Sua Majestade reagiu discretamente, balbuciou algumas palavras ininteligíveis, abriu e fechou os olhos. Tal reação convenceu o médico-chefe e a junta de seis luminares da medicina da época, convocados às pressas para ajudá-lo, de que o paciente respondia à terapêutica empregada. Quanto maior o volume de líquidos maléficos expulsos do corpo, mais pronto o restabelecimento, concluíram.

Fiéis a essa linha de raciocínio, administraram uma poção vomitória de tartarato de potássio concomitante com uma lavagem intestinal.

A resposta a ambos os procedimentos foi exuberante, mas não alterou o nível de consciência do paciente. Nova poção vomitória e outra lavagem intestinal foram prescritas. O cabelo de Sua Majestade precisou ser cortado para a aplicação tópica de emplastros de cânfora e de cantarse, um poderoso irritante das vias urinárias de absorção cutânea.

Para a alegria dos sábios que o atendiam, Charles II acordou ao cair da tarde. Recebeu, imediatamente, doses generosas do vomitório e uma lavagem dupla, “para manter o fluxo dos humores indesejáveis”.

Pela manhã, o estado do rei se agravou. Foi sangrado mais duas vezes, tomou um chá preparado com “pó de crânio de um homem inocente”, uma poção purgativa, outra lavagem e doses maciças de quinino. Piorou.

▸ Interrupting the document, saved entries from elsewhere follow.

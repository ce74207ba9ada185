// パス: runtime_heap/src/heap.rs
// 役割: オブジェクトを保持するアリーナと、副作用なしの読み出し・プロトタイプ探索を提供する
// 意図: インタプリタ以外（表示器・補完器）が安全にオブジェクトグラフを観察できるようにする
// 関連ファイル: runtime_heap/src/object.rs, runtime_heap/src/value.rs, runtime_heap/src/error.rs

use std::collections::{HashMap, HashSet};
use std::rc::Rc;

use num_bigint::BigInt;
use num_traits::ToPrimitive;

use crate::error::ReadError;
use crate::object::{Object, ObjectKind, Property, Slot, TypedArrayKind};
use crate::value::{number_to_string, ObjectId, PropertyKey, SymbolId, Value};

/// 実行環境の既知オブジェクト（組み込みプロトタイプ）。
#[derive(Clone, Debug)]
pub struct Intrinsics {
    pub object_prototype: ObjectId,
    pub function_prototype: ObjectId,
    pub error_prototype: ObjectId,
    named: HashMap<&'static str, ObjectId>,
}

impl Intrinsics {
    /// 名前で登録済みのプロトタイプを引く（例: "Array", "Temporal.PlainDate"）。
    pub fn prototype(&self, name: &str) -> Option<ObjectId> {
        self.named.get(name).copied()
    }
}

/// 型付き配列へ書き込む値（数値か BigInt のどちらか）。
#[derive(Clone, Debug)]
pub enum ElementValue {
    Number(f64),
    BigInt(BigInt),
}

#[derive(Debug)]
pub struct Heap {
    objects: Vec<Object>,
    symbols: Vec<Option<Rc<str>>>,
    intrinsics: Intrinsics,
}

impl Default for Heap {
    fn default() -> Self {
        Self::new()
    }
}

impl Heap {
    /// 基本プロトタイプ（Object / Function / Error）を確保した空のヒープを作る。
    pub fn new() -> Self {
        let mut objects = Vec::new();
        objects.push(Object::new(ObjectKind::Ordinary, None));
        let object_prototype = ObjectId(0);
        objects.push(Object::new(
            ObjectKind::Function(crate::object::FunctionData {
                name: Rc::from(""),
                kind: crate::object::FunctionKind::Normal,
                code: crate::object::FunctionCode::Native(u32::MAX),
                is_constructor: false,
            }),
            Some(object_prototype),
        ));
        let function_prototype = ObjectId(1);
        objects.push(Object::new(ObjectKind::Ordinary, Some(object_prototype)));
        let error_prototype = ObjectId(2);
        let mut named = HashMap::new();
        named.insert("Object", object_prototype);
        named.insert("Function", function_prototype);
        named.insert("Error", error_prototype);
        Self {
            objects,
            symbols: Vec::new(),
            intrinsics: Intrinsics {
                object_prototype,
                function_prototype,
                error_prototype,
                named,
            },
        }
    }

    pub fn intrinsics(&self) -> &Intrinsics {
        &self.intrinsics
    }

    /// 組み込みプロトタイプを名前付きで登録する。
    pub fn register_prototype(&mut self, name: &'static str, id: ObjectId) {
        self.intrinsics.named.insert(name, id);
    }

    /// 新しいオブジェクトを確保する。
    pub fn alloc(&mut self, kind: ObjectKind, prototype: Option<ObjectId>) -> ObjectId {
        let id = ObjectId(self.objects.len() as u32);
        self.objects.push(Object::new(kind, prototype));
        id
    }

    /// `Object.prototype` を持つ通常オブジェクトを確保する。
    pub fn alloc_ordinary(&mut self) -> ObjectId {
        let proto = self.intrinsics.object_prototype;
        self.alloc(ObjectKind::Ordinary, Some(proto))
    }

    pub fn object(&self, id: ObjectId) -> &Object {
        &self.objects[id.index()]
    }

    pub fn object_mut(&mut self, id: ObjectId) -> &mut Object {
        &mut self.objects[id.index()]
    }

    pub fn kind(&self, id: ObjectId) -> &ObjectKind {
        &self.objects[id.index()].kind
    }

    pub fn prototype_of(&self, id: ObjectId) -> Option<ObjectId> {
        self.objects[id.index()].prototype
    }

    pub fn object_count(&self) -> usize {
        self.objects.len()
    }

    pub fn new_symbol(&mut self, description: Option<&str>) -> SymbolId {
        let id = SymbolId(self.symbols.len() as u32);
        self.symbols.push(description.map(Rc::from));
        id
    }

    pub fn symbol_description(&self, id: SymbolId) -> Option<&str> {
        self.symbols
            .get(id.0 as usize)
            .and_then(|d| d.as_ref())
            .map(|d| d.as_ref())
    }

    pub fn is_callable(&self, value: &Value) -> bool {
        match value {
            Value::Object(id) => self.kind(*id).is_callable(),
            _ => false,
        }
    }

    /// プロトタイプ鎖を辿ってプロパティを探す。循環した鎖でも停止する。
    pub fn lookup_property(&self, id: ObjectId, key: &PropertyKey) -> Option<(ObjectId, &Property)> {
        let mut visited = HashSet::new();
        let mut current = Some(id);
        while let Some(obj_id) = current {
            if !visited.insert(obj_id) {
                break;
            }
            let object = self.object(obj_id);
            if let Some(prop) = object.own_property(key) {
                return Some((obj_id, prop));
            }
            current = object.prototype;
        }
        None
    }

    /// 副作用なしでプロパティを読む。
    ///
    /// - 見つからなければ `Ok(None)`
    /// - アクセサに当たった、あるいはプロキシを経由する場合は `Err`
    pub fn get_without_side_effects(
        &self,
        id: ObjectId,
        key: &PropertyKey,
    ) -> Result<Option<Value>, ReadError> {
        let mut visited = HashSet::new();
        let mut current = Some(id);
        while let Some(obj_id) = current {
            if !visited.insert(obj_id) {
                break;
            }
            let object = self.object(obj_id);
            if let ObjectKind::Proxy { .. } = object.kind {
                return Err(ReadError::Proxy);
            }
            if let Some(value) = self.exotic_own_value(obj_id, key)? {
                return Ok(Some(value));
            }
            if let Some(prop) = object.own_property(key) {
                return match &prop.slot {
                    Slot::Data(v) => Ok(Some(v.clone())),
                    Slot::Accessor { .. } => Err(ReadError::Accessor(self.key_display(key))),
                };
            }
            current = object.prototype;
        }
        Ok(None)
    }

    /// 添字アクセスを副作用なしで行う。穴は `undefined` として返す。
    pub fn element_without_side_effects(
        &self,
        id: ObjectId,
        index: u32,
    ) -> Result<Value, ReadError> {
        let key = PropertyKey::String(Rc::from(index.to_string()));
        Ok(self
            .get_without_side_effects(id, &key)?
            .unwrap_or(Value::Undefined))
    }

    /// 内部スロットから直接導かれる自身のプロパティ（配列長・文字列ラッパの添字など）。
    pub fn exotic_own_value(&self, id: ObjectId, key: &PropertyKey) -> Result<Option<Value>, ReadError> {
        match &self.object(id).kind {
            ObjectKind::Array { length } => {
                if key.as_str() == Some("length") {
                    return Ok(Some(Value::Number(*length as f64)));
                }
            }
            ObjectKind::StringObject(s) => {
                if key.as_str() == Some("length") {
                    return Ok(Some(Value::Number(s.encode_utf16().count() as f64)));
                }
                if let Some(idx) = key.as_index() {
                    let units: Vec<u16> = s.encode_utf16().collect();
                    if let Some(unit) = units.get(idx as usize) {
                        return Ok(Some(Value::string(String::from_utf16_lossy(&[*unit]))));
                    }
                }
            }
            ObjectKind::TypedArray { .. } => {
                if let Some(idx) = key.as_index() {
                    return match self.typed_array_element(id, idx as usize) {
                        Ok(v) => Ok(v),
                        Err(ReadError::Detached) => Ok(None),
                        Err(e) => Err(e),
                    };
                }
            }
            _ => {}
        }
        Ok(None)
    }

    /// 自身の文字列キーを列挙順（添字 → 名前の定義順）で返す。
    pub fn own_string_keys(&self, id: ObjectId) -> Vec<Rc<str>> {
        self.object(id)
            .own_keys()
            .into_iter()
            .filter_map(|k| match k {
                PropertyKey::String(s) => Some(s),
                PropertyKey::Symbol(_) => None,
            })
            .collect()
    }

    /// ArrayBuffer のバイト列。切り離し済みなら `None`。
    pub fn array_buffer_bytes(&self, id: ObjectId) -> Option<&[u8]> {
        match &self.object(id).kind {
            ObjectKind::ArrayBuffer(Some(bytes)) => Some(bytes.as_slice()),
            _ => None,
        }
    }

    pub fn array_buffer_bytes_mut(&mut self, id: ObjectId) -> Option<&mut Vec<u8>> {
        match &mut self.object_mut(id).kind {
            ObjectKind::ArrayBuffer(Some(bytes)) => Some(bytes),
            _ => None,
        }
    }

    /// 型付き配列の要素を読む。範囲外なら `Ok(None)`。
    pub fn typed_array_element(&self, id: ObjectId, index: usize) -> Result<Option<Value>, ReadError> {
        let ObjectKind::TypedArray {
            kind,
            buffer,
            byte_offset,
            length,
        } = &self.object(id).kind
        else {
            return Ok(None);
        };
        if index >= *length {
            return Ok(None);
        }
        let bytes = self.array_buffer_bytes(*buffer).ok_or(ReadError::Detached)?;
        let size = kind.element_size();
        let start = byte_offset + index * size;
        let Some(raw) = bytes.get(start..start + size) else {
            return Ok(None);
        };
        Ok(Some(decode_element(*kind, raw)))
    }

    /// 型付き配列の要素へ書き込む（範囲外・切り離し済みは無視）。
    pub fn set_typed_array_element(&mut self, id: ObjectId, index: usize, value: ElementValue) {
        let (kind, buffer, byte_offset, length) = match &self.object(id).kind {
            ObjectKind::TypedArray {
                kind,
                buffer,
                byte_offset,
                length,
            } => (*kind, *buffer, *byte_offset, *length),
            _ => return,
        };
        if index >= length {
            return;
        }
        let encoded = encode_element(kind, &value);
        let start = byte_offset + index * kind.element_size();
        if let Some(bytes) = self.array_buffer_bytes_mut(buffer) {
            if let Some(slot) = bytes.get_mut(start..start + encoded.len()) {
                slot.copy_from_slice(&encoded);
            }
        }
    }

    /// プロパティキーを表示用文字列にする。
    pub fn key_display(&self, key: &PropertyKey) -> String {
        match key {
            PropertyKey::String(s) => s.to_string(),
            PropertyKey::Symbol(id) => self.symbol_display(*id),
        }
    }

    fn symbol_display(&self, id: SymbolId) -> String {
        format!("Symbol({})", self.symbol_description(id).unwrap_or(""))
    }

    /// ゲッターや `toString` を呼ばずに値を文字列化する。
    pub fn display_string(&self, value: &Value) -> String {
        match value {
            Value::Empty => "<empty>".into(),
            Value::Undefined => "undefined".into(),
            Value::Null => "null".into(),
            Value::Boolean(b) => b.to_string(),
            Value::Number(n) => number_to_string(*n),
            Value::BigInt(b) => b.to_string(),
            Value::String(s) => s.to_string(),
            Value::Symbol(id) => self.symbol_display(*id),
            Value::Object(id) => format!("[object {}]", self.kind(*id).class_name()),
        }
    }
}

/// リトルエンディアンのバイト列を要素値へ戻す。
pub fn decode_element(kind: TypedArrayKind, raw: &[u8]) -> Value {
    let mut buf = [0u8; 8];
    buf[..raw.len()].copy_from_slice(raw);
    match kind {
        TypedArrayKind::Int8 => Value::Number(raw[0] as i8 as f64),
        TypedArrayKind::Uint8 | TypedArrayKind::Uint8Clamped => Value::Number(raw[0] as f64),
        TypedArrayKind::Int16 => Value::Number(i16::from_le_bytes([buf[0], buf[1]]) as f64),
        TypedArrayKind::Uint16 => Value::Number(u16::from_le_bytes([buf[0], buf[1]]) as f64),
        TypedArrayKind::Int32 => {
            Value::Number(i32::from_le_bytes([buf[0], buf[1], buf[2], buf[3]]) as f64)
        }
        TypedArrayKind::Uint32 => {
            Value::Number(u32::from_le_bytes([buf[0], buf[1], buf[2], buf[3]]) as f64)
        }
        TypedArrayKind::Float32 => {
            Value::Number(f32::from_le_bytes([buf[0], buf[1], buf[2], buf[3]]) as f64)
        }
        TypedArrayKind::Float64 => Value::Number(f64::from_le_bytes(buf)),
        TypedArrayKind::BigInt64 => Value::bigint(BigInt::from(i64::from_le_bytes(buf))),
        TypedArrayKind::BigUint64 => Value::bigint(BigInt::from(u64::from_le_bytes(buf))),
    }
}

/// 数値を 2^bits を法とする整数へ丸める（ToInt8 / ToUint32 などの共通部分）。
fn wrap_to_bits(x: f64, bits: i32) -> u64 {
    if !x.is_finite() {
        return 0;
    }
    let modulus = 2f64.powi(bits);
    x.trunc().rem_euclid(modulus) as u64
}

/// 要素値をリトルエンディアンのバイト列にする。
pub fn encode_element(kind: TypedArrayKind, value: &ElementValue) -> Vec<u8> {
    let number = match value {
        ElementValue::Number(n) => *n,
        ElementValue::BigInt(b) => b.to_f64().unwrap_or(0.0),
    };
    match kind {
        TypedArrayKind::Int8 | TypedArrayKind::Uint8 => vec![wrap_to_bits(number, 8) as u8],
        TypedArrayKind::Uint8Clamped => {
            let clamped = if number.is_nan() {
                0.0
            } else {
                number.clamp(0.0, 255.0)
            };
            // 偶数丸め
            let rounded = {
                let f = clamped.floor();
                let diff = clamped - f;
                if diff > 0.5 || (diff == 0.5 && f % 2.0 != 0.0) {
                    f + 1.0
                } else {
                    f
                }
            };
            vec![rounded as u8]
        }
        TypedArrayKind::Int16 | TypedArrayKind::Uint16 => {
            (wrap_to_bits(number, 16) as u16).to_le_bytes().to_vec()
        }
        TypedArrayKind::Int32 | TypedArrayKind::Uint32 => {
            (wrap_to_bits(number, 32) as u32).to_le_bytes().to_vec()
        }
        TypedArrayKind::Float32 => (number as f32).to_le_bytes().to_vec(),
        TypedArrayKind::Float64 => number.to_le_bytes().to_vec(),
        TypedArrayKind::BigInt64 | TypedArrayKind::BigUint64 => {
            let big = match value {
                ElementValue::BigInt(b) => b.clone(),
                ElementValue::Number(n) => BigInt::from(*n as i64),
            };
            let modulus = BigInt::from(1u8) << 64;
            let wrapped: BigInt = ((big % &modulus) + &modulus) % &modulus;
            wrapped.to_u64().unwrap_or(0).to_le_bytes().to_vec()
        }
    }
}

Nos dias que se seguiram, os médicos se revezaram à cabeceira do rei. Repetidas sangrias, lavagens e vomitórios sucediam-se diariamente. Quando o pobre homem não conseguia engolir, as poções eram forçadas goela abaixo. Fizeram de tudo! Deram-lhe até um chá contendo “extratos de todas as ervas e animais do reino”. Em vão. Sua Alteza não respondia.

Desanimado, mas sem perder o agudo senso de observação clínica que lhe trouxe fama e fortuna, o Dr. C. Scarburgh anotou em seu diário: “Depois de uma noite desafortunada, o corpo de Sua Serena Majestade jazia inerte, suas forças pareciam exauridas a um ponto tal que todos perdemos a esperança”.

Tinha razão. Depois de uma semana de tratamento intensivo, desidratado, pálido como cera, Sua Serena Majestade teve o privilégio de descansar em paz, deixando vago o trono da Inglaterra.